National Conference League waiting game is nearly over

Talking Grassroots with Phil Hodgson of League Express

Details of the 2021 National Conference League season, and exactly what format it will take in the face of the many Covid-19 implications, is becoming something of a slow burner, as the consultation process between the league’s bosses and clubs continues.

Quite right too, in my view. There’s still plenty of time available in which to ensure that the correct decisions are made for clubs and players as a whole, while the effects on coaches and match officials – and club administrators – must also be taken into account.

There’s no great rush, with friendlies authorised from 24 April, local league games from early May and the league competition proper, in whatever form it takes, starting towards the end of June.

NCL administrator Alan Smith has confirmed that coaches from, I think, the lower three of the competition’s four divisions will meet this week, and the outcome of that chat should take us a step further towards knowing what the programme will be over the next few months.

It will be good to be able to publish fixtures in League Express for the first time since March 2020. I don’t think many of us thought, back then, that we’d be so long awaiting.

At least there are plenty of good things happening in any case. In St Helens, for example, Clock Face Miners are celebrating their centenary this year.

You’re always learning something new in this sport and I hadn’t known, until the Miners sent me their announcement, that they are the oldest amateur Rugby League club in the town.

As is often the way with these things there’s a caveat to that, in that for a couple of decades from the late 1960s Clock Face moved away from Rugby League and adopted soccer as their preferred code of football, happily (in my view anyway) eventually reverting to type.

So one or two outfits in St Helens might also be able to claim that they are the oldest Rugby League side in the area, in terms of unbroken commitment to the 13-a-side game – all of which is good for chewing the fat over.

Congratulations, anyway, to Clock Face, whose history is peppered with some great names.

More good news, meanwhile, has emerged from north Wales, where another new (or at least re-formed) side will be in action this year, in the shape of Conwy Celtic.
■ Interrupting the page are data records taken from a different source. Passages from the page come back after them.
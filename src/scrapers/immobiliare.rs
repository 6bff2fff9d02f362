use crate::config::Settings;
use crate::models::LocationKey;
use crate::scrapers::traits::ListingsApi;
use crate::scrapers::types::{autocomplete_query, SearchParams};
use anyhow::{Context, Result};
use async_trait::async_trait;
use reqwest::Client;
use serde_json::Value;
use tracing::{debug, warn};

const LISTINGS_PATH: &str = "/api-next/search-list/real-estates/";
const AUTOCOMPLETE_PATH: &str = "/search/autocomplete";

/// HTTP client for the immobiliare.it internal search API
#[derive(Clone)]
pub struct ImmobiliareClient {
    client: Client,
    base_url: String,
    params: SearchParams,
}

impl ImmobiliareClient {
    /// Build a client from run settings; the connection pool is shared by all clones
    pub fn new(settings: &Settings) -> Result<Self> {
        let mut builder = Client::builder()
            .user_agent("Mozilla/5.0 (Macintosh; Intel Mac OS X 10_15_7) AppleWebKit/537.36 (KHTML, like Gecko) Chrome/120.0.0.0 Safari/537.36");
        if let Some(timeout) = settings.request_timeout {
            builder = builder.timeout(timeout);
        }
        let client = builder.build().context("Failed to create HTTP client")?;

        Ok(Self {
            client,
            base_url: settings.base_url.trim_end_matches('/').to_string(),
            params: settings.search.clone(),
        })
    }

    fn url(&self, path: &str) -> String {
        format!("{}{}", self.base_url, path)
    }
}

#[async_trait]
impl ListingsApi for ImmobiliareClient {
    async fn search_page(&self, key: &LocationKey, page: u32) -> Result<String> {
        let query = self.params.listing_query(key, page);

        let response = self
            .client
            .get(self.url(LISTINGS_PATH))
            .query(&query)
            .send()
            .await
            .with_context(|| format!("Failed to fetch {} page {}", key.city_prefix(), page))?;

        debug!("GET {} -> {}", response.url(), response.status());

        if !response.status().is_success() {
            warn!("Listings endpoint returned status: {}", response.status());
            anyhow::bail!("Listings endpoint returned {}", response.status());
        }

        response.text().await.context("Failed to read response body")
    }

    async fn autocomplete(&self, place: &str) -> Result<Value> {
        let response = self
            .client
            .get(self.url(AUTOCOMPLETE_PATH))
            .query(&autocomplete_query(place))
            .send()
            .await
            .with_context(|| format!("Failed to look up '{}'", place))?;

        if !response.status().is_success() {
            anyhow::bail!("Autocomplete returned {} for '{}'", response.status(), place);
        }

        response
            .json()
            .await
            .with_context(|| format!("Autocomplete answer for '{}' is not JSON", place))
    }

    fn source_name(&self) -> &'static str {
        "immobiliare.it"
    }
}
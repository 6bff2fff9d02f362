use clap::ValueEnum;
use serde::{Deserialize, Serialize};

use crate::models::LocationKey;

/// Contract type understood by the search API (`idContratto`)
#[derive(Debug, Clone, Copy, Serialize, Deserialize, PartialEq, Eq, ValueEnum)]
pub enum Contract {
    Sale,
    Rent,
    Auction,
}

impl Contract {
    pub fn code(self) -> u32 {
        match self {
            Contract::Sale => 1,
            Contract::Rent => 2,
            Contract::Auction => 14,
        }
    }
}

/// Search parameters shared by every listings request in a run
#[derive(Debug, Clone, Serialize, Deserialize)]
pub struct SearchParams {
    pub contract: Contract,
    /// Property category (`idCategoria`); 1 covers all residential
    pub category: u32,
}

impl Default for SearchParams {
    fn default() -> Self {
        Self {
            contract: Contract::Sale,
            category: 1,
        }
    }
}

impl SearchParams {
    /// Query string for one page of listings in `key`
    pub fn listing_query(&self, key: &LocationKey, page: u32) -> Vec<(&'static str, String)> {
        let mut query = vec![
            ("fkRegione", key.region_id.clone()),
            ("idProvincia", key.province_id.clone()),
            ("idComune", key.city_id.to_string()),
            ("idNazione", "IT".to_string()),
            ("idContratto", self.contract.code().to_string()),
            ("idCategoria", self.category.to_string()),
            ("criterio", "rilevanza".to_string()),
            ("noAste", "1".to_string()),
            ("__lang", "it".to_string()),
            ("pag", page.to_string()),
            ("paramsCount", "1".to_string()),
            ("path", "/".to_string()),
        ];

        if !key.is_whole_city() {
            query.push(("idMZona[0]", key.macrozone_id.to_string()));
            query.push(("idQuartiere[0]", key.neighbourhood_id.to_string()));
        }

        query
    }
}

/// Query string for a place-name lookup
pub fn autocomplete_query(place: &str) -> Vec<(&'static str, String)> {
    vec![
        ("macrozones", "1".to_string()),
        ("microzones", "1".to_string()),
        ("min_level", "9".to_string()),
        ("query", place.to_string()),
        ("withRegions", "true".to_string()),
        ("withCountries", "true".to_string()),
        ("international", "true".to_string()),
    ]
}
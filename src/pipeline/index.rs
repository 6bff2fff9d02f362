//! Page-count discovery: one probe per index row, expanded into work items.

use std::sync::Arc;

use anyhow::{Context, Result};
use serde::Deserialize;
use tokio::sync::Semaphore;
use tokio::task::JoinSet;
use tracing::{debug, info, warn};

use crate::models::{IndexRow, LocationKey, ProbeFailure, WorkItem};
use crate::scrapers::ListingsApi;

/// Page requested by the probe. The API answers page 0 with page 1's content,
/// so page 0 is never requested.
pub const PROBE_PAGE: u32 = 1;

#[derive(Debug, Deserialize)]
struct PageCount {
    #[serde(rename = "maxPages", default)]
    max_pages: Option<u32>,
}

/// Work items and failed probes from one discovery pass
#[derive(Debug, Default)]
pub struct IndexOutcome {
    pub items: Vec<WorkItem>,
    pub failures: Vec<ProbeFailure>,
}

/// One work item per page in `1..=max_pages`
pub fn expand_pages(key: &LocationKey, max_pages: u32) -> Vec<WorkItem> {
    (1..=max_pages)
        .map(|page| WorkItem::new(key.clone(), page))
        .collect()
}

/// Read `maxPages` from a listings response; a missing field counts as no pages
pub fn read_max_pages(body: &str) -> Result<u32> {
    let count: PageCount =
        serde_json::from_str(body).context("Response is not a listings JSON document")?;
    Ok(count.max_pages.unwrap_or(0))
}

async fn probe(api: &dyn ListingsApi, row: &IndexRow) -> Result<Vec<WorkItem>, ProbeFailure> {
    let key = row.key();
    let outcome = match api.search_page(&key, PROBE_PAGE).await {
        Ok(body) => read_max_pages(&body),
        Err(e) => Err(e),
    };

    match outcome {
        Ok(max_pages) => {
            debug!(
                "{} {} {}: {} pages",
                row.city_name, row.macrozone_name, row.neighbourhood_name, max_pages
            );
            Ok(expand_pages(&key, max_pages))
        }
        Err(e) => Err(ProbeFailure {
            city_name: row.city_name.clone(),
            macrozone_name: row.macrozone_name.clone(),
            reason: format!("{:#}", e),
        }),
    }
}

/// Probe every row concurrently and collect the resulting work items.
///
/// `workers` caps concurrent probes; `None` lets every row run at once.
/// A failed probe never aborts the batch: it yields no items and one failure entry.
pub async fn build_work_items(
    api: Arc<dyn ListingsApi>,
    rows: Vec<IndexRow>,
    workers: Option<usize>,
) -> IndexOutcome {
    info!("Probing {} locations on {}", rows.len(), api.source_name());

    let permits = workers
        .unwrap_or(rows.len())
        .clamp(1, Semaphore::MAX_PERMITS);
    let semaphore = Arc::new(Semaphore::new(permits));
    let mut tasks = JoinSet::new();

    for row in rows {
        let api = Arc::clone(&api);
        let semaphore = Arc::clone(&semaphore);
        tasks.spawn(async move {
            let _permit = semaphore.acquire_owned().await;
            probe(api.as_ref(), &row).await
        });
    }

    let mut outcome = IndexOutcome::default();
    while let Some(joined) = tasks.join_next().await {
        match joined {
            Ok(Ok(items)) => outcome.items.extend(items),
            Ok(Err(failure)) => outcome.failures.push(failure),
            Err(e) => warn!("Probe task panicked: {}", e),
        }
    }

    info!("Built {} work items", outcome.items.len());
    if !outcome.failures.is_empty() {
        info!("Could not parse {} macrozones:", outcome.failures.len());
        for failure in &outcome.failures {
            info!(
                "{} {} ({})",
                failure.city_name, failure.macrozone_name, failure.reason
            );
        }
    }

    outcome
}
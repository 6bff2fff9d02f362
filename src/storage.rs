//! On-disk layout of a run and the CSV tables that live in it.

use std::fs;
use std::path::{Path, PathBuf};

use anyhow::{Context, Result};
use tracing::debug;

use crate::models::{IndexRow, ListingRecord, MacrozoneSummary};

/// Directories for one dated run: raw pages, per-city tables, summary output
#[derive(Debug, Clone)]
pub struct RunLayout {
    pub json_dir: PathBuf,
    pub csv_dir: PathBuf,
    pub out_dir: PathBuf,
}

impl RunLayout {
    pub fn new(data_root: &Path, run_date: &str) -> Self {
        let base = data_root.join("listings").join(run_date);
        Self {
            json_dir: base.join("json"),
            csv_dir: base.join("csv"),
            out_dir: base.join("out"),
        }
    }

    pub fn summary_path(&self) -> PathBuf {
        self.out_dir.join("summary_table.csv")
    }
}

pub fn ensure_directory(path: &Path) -> Result<()> {
    fs::create_dir_all(path)
        .with_context(|| format!("Failed to create directory {}", path.display()))
}

/// Files in `dir` with the given extension, sorted by name
pub fn list_files(dir: &Path, extension: &str) -> Result<Vec<PathBuf>> {
    let entries =
        fs::read_dir(dir).with_context(|| format!("Failed to read directory {}", dir.display()))?;

    let mut files = Vec::new();
    for entry in entries {
        let path = entry?.path();
        if path.is_file() && path.extension().is_some_and(|ext| ext == extension) {
            files.push(path);
        }
    }
    files.sort();
    Ok(files)
}

pub fn read_index_table(path: &Path) -> Result<Vec<IndexRow>> {
    let mut reader = csv::Reader::from_path(path)
        .with_context(|| format!("Failed to open index table {}", path.display()))?;

    let mut rows = Vec::new();
    for row in reader.deserialize() {
        rows.push(row.with_context(|| format!("Malformed row in {}", path.display()))?);
    }
    debug!("Loaded {} index rows from {}", rows.len(), path.display());
    Ok(rows)
}

pub fn write_index_table(path: &Path, rows: &[IndexRow]) -> Result<()> {
    write_serialized(path, rows)
}

pub fn read_listings(path: &Path) -> Result<Vec<ListingRecord>> {
    let mut reader = csv::Reader::from_path(path)
        .with_context(|| format!("Failed to open city table {}", path.display()))?;

    let mut records = Vec::new();
    for record in reader.deserialize() {
        records.push(record.with_context(|| format!("Malformed row in {}", path.display()))?);
    }
    Ok(records)
}

pub fn write_listings(path: &Path, records: &[ListingRecord]) -> Result<()> {
    write_serialized(path, records)
}

pub fn write_summary(path: &Path, rows: &[MacrozoneSummary]) -> Result<()> {
    if let Some(parent) = path.parent() {
        ensure_directory(parent)?;
    }

    let mut writer = csv::Writer::from_path(path)
        .with_context(|| format!("Failed to create {}", path.display()))?;
    writer.write_record(MacrozoneSummary::header())?;
    for row in rows {
        writer.write_record(row.to_record())?;
    }
    writer
        .flush()
        .with_context(|| format!("Failed to write {}", path.display()))?;
    Ok(())
}

fn write_serialized<T: serde::Serialize>(path: &Path, rows: &[T]) -> Result<()> {
    if let Some(parent) = path.parent() {
        if !parent.as_os_str().is_empty() {
            ensure_directory(parent)?;
        }
    }

    let mut writer = csv::Writer::from_path(path)
        .with_context(|| format!("Failed to create {}", path.display()))?;
    for row in rows {
        writer.serialize(row)?;
    }
    writer
        .flush()
        .with_context(|| format!("Failed to write {}", path.display()))?;
    Ok(())
}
Following as it does on the announcement that Wrexham Crusaders will also be in operation, it’s yet another tonic as we prepare for a return to action.

I’m sure, meanwhile, that anyone with any interest in Wheelchair Rugby League (i.e. most if not all of us) will be taken by the sponsorship arrangement between the Scotland Wheelchair camp and Allied Mobility, who specialise in the manufacture of wheelchairs for sports teams.

The company will get plenty of publicity surrounding the forthcoming Celtic Cup, in which Ireland and Wales will also be taking part, in June, with the World Cup also on the near horizon, and that’s all to the good.